Один остановился у золотых дверей, ведущих в серебряные покои, и мановением руки отозвал почетный караул. Чем разговор закончится — предположить было невозможно, но никому не нужны невероятные, лживые слухи, порочащие царскую семью. Один собственноручно отворил дверь и вошел в комнату, освещенную десятком факелов.
Локи последовал за ним, инстинктивно приглушая шаги, будто опасаясь, что кто-то посторонний может их услышать, его совсем не интересовало богатое убранство или раскинувшаяся панорама города, почти невидимая из-за ночной мглы. Отец привел его сюда не для того, чтобы показать чарующую красоту ночного Асгарда — его интересовала информация. Информация, которую надо было сохранить при себе любой ценой…
Царевич встал напротив окна, выходящего на балкон, спиной к отцу. Молчание начинало затягиваться и напоминало первые уроки, во время которых каждый из участников знал, зачем пришел и что теперь будет, но никто не смел начать первым. Ожидание допроса выматывало, воскрешало страх, старательно скрываемый за спокойствием и безразличием. Хотелось выбросить из головы все мысли, но вместо этого Локи перебирал возможные вопросы, которые отец мог задать, судорожно соображая, что отвечать на то или иное обвинение. Пальцы сами собой сжались в кулак: это был старый, проверенный способ собраться, не позволить себе запаниковать раньше времени и выдать все тайны, сломившись под гнетом отца. За два месяца, проведенных в томительном ожидании очередного допроса, скрашиваемых одной только естественной наукой, царевич не смог подобрать достойной лжи, но зато зародил в себе уверенность, что будет молчать столько, сколько это будет возможно, даже если отец решит перейти от слов к другим, более действенным, с его точки зрения, методам убеждения.
— Локи, поведай мне о произошедшем с тобой в бездне, — Один приступил к допросу сразу же, даже не пытаясь скрыть свои намерения за парой вежливых, ничего не значащих фраз, которыми он не смог бы обмануть ни себя, ни приемного сына, замершего у окна, словно в ожидании града ударов. — Чье могущество разрушило Каскет?
Слова потонули в молчании.
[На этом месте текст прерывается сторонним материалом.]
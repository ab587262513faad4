//! Provision command implementation.

use crate::cli::ProvisionArgs;
use crate::error::{CliError, Result};
use crate::output::Formatter;
use ferry_catalog::SqliteCatalog;
use ferry_domain::ElementId;
use ferry_provision::{build_request, Provisioner, ProvisionerConfig, ProvisioningWorker, RequestOverrides};
use std::sync::Arc;

fn parse_id(value: &str) -> Result<ElementId> {
    ElementId::from_string(value)
        .map_err(|e| CliError::InvalidInput(format!("Invalid element id '{}': {}", value, e)))
}

/// Per-call values from the command line, without the sources.
fn overrides(args: &ProvisionArgs) -> Result<RequestOverrides> {
    Ok(RequestOverrides {
        source_file: None,
        source_element: args.source_guid.as_deref().map(parse_id).transpose()?,
        destination_directory: args.destination.clone(),
        destination_element: args.destination_guid.as_deref().map(parse_id).transpose()?,
        destination_file_name_pattern: args.pattern.clone(),
        operation: args.operation.map(Into::into),
        lineage: args.no_lineage.then_some(false),
    })
}

/// Execute the provision command.
///
/// Returns true when every request completed.
pub async fn execute_provision(
    args: ProvisionArgs,
    config: &ProvisionerConfig,
    store: Arc<SqliteCatalog>,
    formatter: &Formatter,
) -> Result<bool> {
    let provisioner = Arc::new(
        Provisioner::new(Arc::clone(&store)).with_schema_page_size(config.schema_page_size),
    );
    let base = overrides(&args)?;

    let requests = if args.sources.is_empty() {
        vec![build_request(config, &base, provisioner.resolver(), store.as_ref())?]
    } else {
        args.sources
            .iter()
            .map(|source| {
                let overrides = RequestOverrides {
                    source_file: Some(source.clone()),
                    ..base.clone()
                };
                build_request(config, &overrides, provisioner.resolver(), store.as_ref())
            })
            .collect::<std::result::Result<Vec<_>, _>>()?
    };

    let records = ProvisioningWorker::new(provisioner).run_batch(requests).await;
    println!("{}", formatter.format_records(&records)?);
    Ok(records.iter().all(|record| record.guard.is_success()))
}

#[cfg(test)]
mod tests {
    use super::*;
    use crate::cli::{CliFormat, OperationArg};
    use ferry_catalog::registration::register_folder;
    use std::path::PathBuf;

    fn args() -> ProvisionArgs {
        ProvisionArgs {
            sources: Vec::new(),
            source_guid: None,
            destination: None,
            destination_guid: None,
            pattern: None,
            operation: None,
            no_lineage: false,
        }
    }

    #[test]
    fn test_overrides_from_args() {
        let args = ProvisionArgs {
            destination: Some(PathBuf::from("/out")),
            pattern: Some("{0}_{1}".to_string()),
            operation: Some(OperationArg::Move),
            no_lineage: true,
            ..args()
        };
        let overrides = overrides(&args).unwrap();
        assert_eq!(overrides.destination_directory, Some(PathBuf::from("/out")));
        assert_eq!(overrides.lineage, Some(false));
        assert_eq!(overrides.operation, Some(ferry_domain::FileOperation::Move));
    }

    #[test]
    fn test_lineage_flag_absent_keeps_config() {
        assert_eq!(overrides(&args()).unwrap().lineage, None);
    }

    #[test]
    fn test_invalid_guid() {
        let args = ProvisionArgs {
            source_guid: Some("not-an-id".to_string()),
            ..args()
        };
        assert!(matches!(overrides(&args), Err(CliError::InvalidInput(_))));
    }

    #[tokio::test]
    async fn test_provision_several_sources() {
        let dir = tempfile::tempdir().unwrap();
        let a = dir.path().join("a.csv");
        let b = dir.path().join("b.csv");
        std::fs::write(&a, "1").unwrap();
        std::fs::write(&b, "2").unwrap();
        let out = dir.path().join("out");

        let store = Arc::new(SqliteCatalog::new(":memory:").unwrap());
        let args = ProvisionArgs {
            sources: vec![a, b],
            destination: Some(out.clone()),
            ..args()
        };

        let ok = execute_provision(args, &ProvisionerConfig::default(), Arc::clone(&store), &Formatter::new(CliFormat::Json))
            .await
            .unwrap();
        assert!(ok);
        assert!(out.join("a.csv").exists());
        assert!(out.join("b.csv").exists());
    }

    #[tokio::test]
    async fn test_destination_guid() {
        let dir = tempfile::tempdir().unwrap();
        let source = dir.path().join("a.csv");
        std::fs::write(&source, "1").unwrap();
        let out = dir.path().join("out");
        std::fs::create_dir_all(&out).unwrap();

        let store = Arc::new(SqliteCatalog::new(":memory:").unwrap());
        let folder = register_folder(store.as_ref(), &out).unwrap();
        let args = ProvisionArgs {
            sources: vec![source],
            destination_guid: Some(folder.to_string()),
            no_lineage: true,
            ..args()
        };

        let ok = execute_provision(args, &ProvisionerConfig::default(), store, &Formatter::new(CliFormat::Text))
            .await
            .unwrap();
        assert!(ok);
        assert!(out.join("a.csv").exists());
    }

    #[tokio::test]
    async fn test_missing_destination_is_error() {
        let store = Arc::new(SqliteCatalog::new(":memory:").unwrap());
        let args = ProvisionArgs {
            sources: vec![PathBuf::from("/in/a.csv")],
            ..args()
        };
        let result = execute_provision(args, &ProvisionerConfig::default(), store, &Formatter::new(CliFormat::Json)).await;
        assert!(matches!(result, Err(CliError::Provision(_))));
    }
}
Локи не шевельнулся, но и не проронил ни слова в ответ. Один тихо вздохнул: все в поведении младшего говорило о внутренней борьбе. Опасения начинали оправдываться: воскресший из мертвых молчал, стоял напряженный, словно натянутая тетива, скованный страхом. Странно было видеть такое сейчас: Локи прошел через какие-то немыслимые испытания, которые сломали его, изменили и внешне, и внутренне, поселили в его сердце злость и всепоглощающую ненависть, сделали из него настоящего воина и полководца, не знающего жалости. И этот полководец стоит сейчас перед своим царем, боясь посмотреть в глаза?
— Ты молчишь. Почему? — в этот раз Один не собирался давать время на размышления, как и отступать, позволяя отмалчиваться. Если уж он решился на допрос, его надо довести до конца, и чем быстрее, тем лучше.